◆ **Assigned task**
The expected output is the complete listing, unchanged.

________________________

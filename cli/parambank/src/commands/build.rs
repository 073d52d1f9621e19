//! `parambank build`: build a store from a manifest and report its buffers and values.

use std::path::Path;

use anyhow::{anyhow, Context, Result};
use parambank_core::{Binding, Scalar, Value};
use parambank_index::IndexCache;
use parambank_store::{ArithmeticEvaluator, ParameterStore, StoreBuilder};
use serde::Serialize;
use tracing::info;

use super::{plan, print_json};
use crate::manifest::SystemManifest;
use crate::OutputFormat;

#[derive(Serialize)]
struct BufferReport {
    class: String,
    group: usize,
    buffer: usize,
    data: Vec<Scalar>,
}

#[derive(Serialize)]
struct ValueReport {
    name: String,
    #[serde(skip_serializing_if = "Option::is_none")]
    value: Option<Value>,
    #[serde(skip_serializing_if = "Option::is_none")]
    unresolved: Option<String>,
}

#[derive(Serialize)]
struct BuildReport {
    system: String,
    layout: String,
    buffers: Vec<BufferReport>,
    values: Vec<ValueReport>,
}

pub fn run(manifest_path: &Path, overrides: &[String], format: OutputFormat) -> Result<()> {
    let (manifest, cache) = plan(manifest_path)?;
    let overrides = overrides
        .iter()
        .map(|arg| parse_override(arg))
        .collect::<Result<Vec<_>>>()?;
    let store = build_store(&manifest, &cache, overrides)?;
    info!(
        system = %manifest.system.name,
        buffers = store.buffer_count(),
        "built parameter store"
    );

    let report = report(&cache, &store)?;
    match format {
        OutputFormat::Json => print_json(&report),
        OutputFormat::Human => {
            print!("{}", render(&report));
            Ok(())
        }
    }
}

/// Parse `name=value`. The value is read as JSON (numbers, booleans, arrays
/// as `{"shape": .., "data": ..}`, expressions) and falls back to bare text.
fn parse_override(arg: &str) -> Result<(String, Binding)> {
    let (name, raw) = arg
        .split_once('=')
        .ok_or_else(|| anyhow!("invalid --set `{arg}`: expected NAME=VALUE"))?;
    let name = name.trim();
    if name.is_empty() {
        return Err(anyhow!("invalid --set `{arg}`: empty name"));
    }
    let binding = serde_json::from_str::<Binding>(raw.trim())
        .unwrap_or_else(|_| Binding::Value(Value::from(raw)));
    Ok((name.to_string(), binding))
}

fn build_store(
    manifest: &SystemManifest,
    cache: &IndexCache,
    overrides: Vec<(String, Binding)>,
) -> Result<ParameterStore> {
    let mut builder = StoreBuilder::new(cache)
        .unknowns(manifest.unknowns.clone())
        .values(manifest.values.clone())
        .values(overrides);
    if let Some(name) = &manifest.system.independent_variable {
        builder = builder.independent_variable(name);
    }
    if let Some(t) = manifest.system.initial_time {
        builder = builder.initial_time(t);
    }
    builder
        .build()
        .with_context(|| format!("building store for system `{}`", manifest.system.name))
}

fn report(cache: &IndexCache, store: &ParameterStore) -> Result<BuildReport> {
    let mut buffers = Vec::with_capacity(store.buffer_count());
    for (coord, buffer) in cache.buffer_table().iter().zip(store.buffers()) {
        buffers.push(BufferReport {
            class: coord.class.to_string(),
            group: coord.group,
            buffer: coord.buffer,
            data: buffer.to_scalars(),
        });
    }

    let mut values = Vec::new();
    for entry in cache.entries() {
        let (value, unresolved) = match &entry.index {
            Some(index) => (Some(store.get_value(index)?), None),
            None => match store.evaluate(cache, &entry.name, &ArithmeticEvaluator) {
                Ok(value) => (Some(value), None),
                Err(e) => (None, Some(e.to_string())),
            },
        };
        values.push(ValueReport {
            name: entry.name.clone(),
            value,
            unresolved,
        });
    }

    Ok(BuildReport {
        system: cache.system().to_string(),
        layout: store.layout().short(),
        buffers,
        values,
    })
}

fn render(report: &BuildReport) -> String {
    let mut out = format!("store {} (layout {})\n", report.system, report.layout);
    out.push_str("buffers:\n");
    for (i, b) in report.buffers.iter().enumerate() {
        let data: Vec<String> = b.data.iter().map(|s| s.to_string()).collect();
        out.push_str(&format!(
            "  #{i} {} {}/{}: [{}]\n",
            b.class,
            b.group,
            b.buffer,
            data.join(", ")
        ));
    }
    out.push_str("values:\n");
    for v in &report.values {
        match (&v.value, &v.unresolved) {
            (Some(value), _) => out.push_str(&format!("  {} = {value}\n", v.name)),
            (None, Some(reason)) => out.push_str(&format!("  {} unresolved: {reason}\n", v.name)),
            (None, None) => out.push_str(&format!("  {}\n", v.name)),
        }
    }
    out
}

#[cfg(test)]
mod tests {
    use parambank_core::Expr;

    use super::*;

    const MANIFEST: &str = r#"
[system]
name = "plant"
initial_time = 0.0

[[parameter]]
name = "k"
tunable = true
default = 2.0

[[parameter]]
name = "c"
type = "int"

[[parameter]]
name = "y"

[[dependency]]
name = "y"
rhs = { mul = [{ ref = "k" }, { ref = "c" }] }

[values]
c = 3
"#;

    fn setup() -> (SystemManifest, IndexCache) {
        let manifest = SystemManifest::parse(MANIFEST).unwrap();
        let cache = IndexCache::plan(&manifest.universe().unwrap()).unwrap();
        (manifest, cache)
    }

    #[test]
    fn override_parsing() {
        assert_eq!(
            parse_override("k=4.5").unwrap(),
            ("k".to_string(), Binding::from(4.5))
        );
        assert_eq!(
            parse_override("label=hello").unwrap().1,
            Binding::Value(Value::from("hello"))
        );
        assert_eq!(
            parse_override(r#"y={"ref":"k"}"#).unwrap().1,
            Binding::Expr(Expr::var("k"))
        );
        assert!(parse_override("novalue").is_err());
        assert!(parse_override("=1").is_err());
    }

    #[test]
    fn builds_and_reports_derived_values() {
        let (manifest, cache) = setup();
        let store = build_store(&manifest, &cache, vec![]).unwrap();
        let report = report(&cache, &store).unwrap();

        assert_eq!(report.buffers.len(), 2);
        assert_eq!(report.buffers[0].data, vec![Scalar::Float(2.0)]);
        let y = report.values.iter().find(|v| v.name == "y").unwrap();
        assert_eq!(y.value, Some(Value::from(6.0)));

        let text = render(&report);
        assert!(text.contains("y = 6"));
    }

    #[test]
    fn command_line_overrides_win() {
        let (manifest, cache) = setup();
        let overrides = vec![parse_override("plant.k=5.0").unwrap()];
        let store = build_store(&manifest, &cache, overrides).unwrap();
        let k = cache.index("k").unwrap();
        assert_eq!(store.get_value(&k).unwrap(), Value::from(5.0));
    }

    #[test]
    fn unknown_override_is_an_error() {
        let (manifest, cache) = setup();
        let overrides = vec![parse_override("nope=1").unwrap()];
        let err = build_store(&manifest, &cache, overrides).unwrap_err();
        assert!(format!("{err:#}").contains("nope"));
    }
}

________________________

◆ **The completed task**
filename cli/parambank/src/commands/build.rs
repository 073d52d1f9621e19
//! `parambank build`: build a store from a manifest and report its buffers and values.

use std::path::Path;

use anyhow::{anyhow, Context, Result};
use parambank_core::{Binding, Scalar, Value};
use parambank_index::IndexCache;
use parambank_store::{ArithmeticEvaluator, ParameterStore, StoreBuilder};
use serde::Serialize;
use tracing::info;

use super::{plan, print_json};
use crate::manifest::SystemManifest;
use crate::OutputFormat;

#[derive(Serialize)]
struct BufferReport {
    class: String,
    group: usize,
    buffer: usize,
    data: Vec<Scalar>,
}

#[derive(Serialize)]
struct ValueReport {
    name: String,
    #[serde(skip_serializing_if = "Option::is_none")]
    value: Option<Value>,
    #[serde(skip_serializing_if = "Option::is_none")]
    unresolved: Option<String>,
}

#[derive(Serialize)]
struct BuildReport {
    system: String,
    layout: String,
    buffers: Vec<BufferReport>,
    values: Vec<ValueReport>,
}

pub fn run(manifest_path: &Path, overrides: &[String], format: OutputFormat) -> Result<()> {
    let (manifest, cache) = plan(manifest_path)?;
    let overrides = overrides
        .iter()
        .map(|arg| parse_override(arg))
        .collect::<Result<Vec<_>>>()?;
    let store = build_store(&manifest, &cache, overrides)?;
    info!(
        system = %manifest.system.name,
        buffers = store.buffer_count(),
        "built parameter store"
    );

    let report = report(&cache, &store)?;
    match format {
        OutputFormat::Json => print_json(&report),
        OutputFormat::Human => {
            print!("{}", render(&report));
            Ok(())
        }
    }
}

/// Parse `name=value`. The value is read as JSON (numbers, booleans, arrays
/// as `{"shape": .., "data": ..}`, expressions) and falls back to bare text.
fn parse_override(arg: &str) -> Result<(String, Binding)> {
    let (name, raw) = arg
        .split_once('=')
        .ok_or_else(|| anyhow!("invalid --set `{arg}`: expected NAME=VALUE"))?;
    let name = name.trim();
    if name.is_empty() {
        return Err(anyhow!("invalid --set `{arg}`: empty name"));
    }
    let binding = serde_json::from_str::<Binding>(raw.trim())
        .unwrap_or_else(|_| Binding::Value(Value::from(raw)));
    Ok((name.to_string(), binding))
}

fn build_store(
    manifest: &SystemManifest,
    cache: &IndexCache,
    overrides: Vec<(String, Binding)>,
) -> Result<ParameterStore> {
    let mut builder = StoreBuilder::new(cache)
        .unknowns(manifest.unknowns.clone())
        .values(manifest.values.clone())
        .values(overrides);
    if let Some(name) = &manifest.system.independent_variable {
        builder = builder.independent_variable(name);
    }
    if let Some(t) = manifest.system.initial_time {
        builder = builder.initial_time(t);
    }
    builder
        .build()
        .with_context(|| format!("building store for system `{}`", manifest.system.name))
}

fn report(cache: &IndexCache, store: &ParameterStore) -> Result<BuildReport> {
    let mut buffers = Vec::with_capacity(store.buffer_count());
    for (coord, buffer) in cache.buffer_table().iter().zip(store.buffers()) {
        buffers.push(BufferReport {
            class: coord.class.to_string(),
            group: coord.group,
            buffer: coord.buffer,
            data: buffer.to_scalars(),
        });
    }

    let mut values = Vec::new();
    for entry in cache.entries() {
        let (value, unresolved) = match &entry.index {
            Some(index) => (Some(store.get_value(index)?), None),
            None => match store.evaluate(cache, &entry.name, &ArithmeticEvaluator) {
                Ok(value) => (Some(value), None),
                Err(e) => (None, Some(e.to_string())),
            },
        };
        values.push(ValueReport {
            name: entry.name.clone(),
            value,
            unresolved,
        });
    }

    Ok(BuildReport {
        system: cache.system().to_string(),
        layout: store.layout().short(),
        buffers,
        values,
    })
}

fn render(report: &BuildReport) -> String {
    let mut out = format!("store {} (layout {})\n", report.system, report.layout);
    out.push_str("buffers:\n");
    for (i, b) in report.buffers.iter().enumerate() {
        let data: Vec<String> = b.data.iter().map(|s| s.to_string()).collect();
        out.push_str(&format!(
            "  #{i} {} {}/{}: [{}]\n",
            b.class,
            b.group,
            b.buffer,
            data.join(", ")
        ));
    }
    out.push_str("values:\n");
    for v in &report.values {
        match (&v.value, &v.unresolved) {
            (Some(value), _) => out.push_str(&format!("  {} = {value}\n", v.name)),
            (None, Some(reason)) => out.push_str(&format!("  {} unresolved: {reason}\n", v.name)),
            (None, None) => out.push_str(&format!("  {}\n", v.name)),
        }
    }
    out
}

#[cfg(test)]
mod tests {
    use parambank_core::Expr;

    use super::*;

    const MANIFEST: &str = r#"
[system]
name = "plant"
initial_time = 0.0

[[parameter]]
name = "k"
tunable = true
default = 2.0

[[parameter]]
name = "c"
type = "int"

[[parameter]]
name = "y"

[[dependency]]
name = "y"
rhs = { mul = [{ ref = "k" }, { ref = "c" }] }

[values]
c = 3
"#;

    fn setup() -> (SystemManifest, IndexCache) {
        let manifest = SystemManifest::parse(MANIFEST).unwrap();
        let cache = IndexCache::plan(&manifest.universe().unwrap()).unwrap();
        (manifest, cache)
    }

    #[test]
    fn override_parsing() {
        assert_eq!(
            parse_override("k=4.5").unwrap(),
            ("k".to_string(), Binding::from(4.5))
        );
        assert_eq!(
            parse_override("label=hello").unwrap().1,
            Binding::Value(Value::from("hello"))
        );
        assert_eq!(
            parse_override(r#"y={"ref":"k"}"#).unwrap().1,
            Binding::Expr(Expr::var("k"))
        );
        assert!(parse_override("novalue").is_err());
        assert!(parse_override("=1").is_err());
    }

    #[test]
    fn builds_and_reports_derived_values() {
        let (manifest, cache) = setup();
        let store = build_store(&manifest, &cache, vec![]).unwrap();
        let report = report(&cache, &store).unwrap();

        assert_eq!(report.buffers.len(), 2);
        assert_eq!(report.buffers[0].data, vec![Scalar::Float(2.0)]);
        let y = report.values.iter().find(|v| v.name == "y").unwrap();
        assert_eq!(y.value, Some(Value::from(6.0)));

        let text = render(&report);
        assert!(text.contains("y = 6"));
    }

    #[test]
    fn command_line_overrides_win() {
        let (manifest, cache) = setup();
        let overrides = vec![parse_override("plant.k=5.0").unwrap()];
        let store = build_store(&manifest, &cache, overrides).unwrap();
        let k = cache.index("k").unwrap();
        assert_eq!(store.get_value(&k).unwrap(), Value::from(5.0));
    }

    #[test]
    fn unknown_override_is_an_error() {
        let (manifest, cache) = setup();
        let overrides = vec![parse_override("nope=1").unwrap()];
        let err = build_store(&manifest, &cache, overrides).unwrap_err();
        assert!(format!("{err:#}").contains("nope"));
    }
}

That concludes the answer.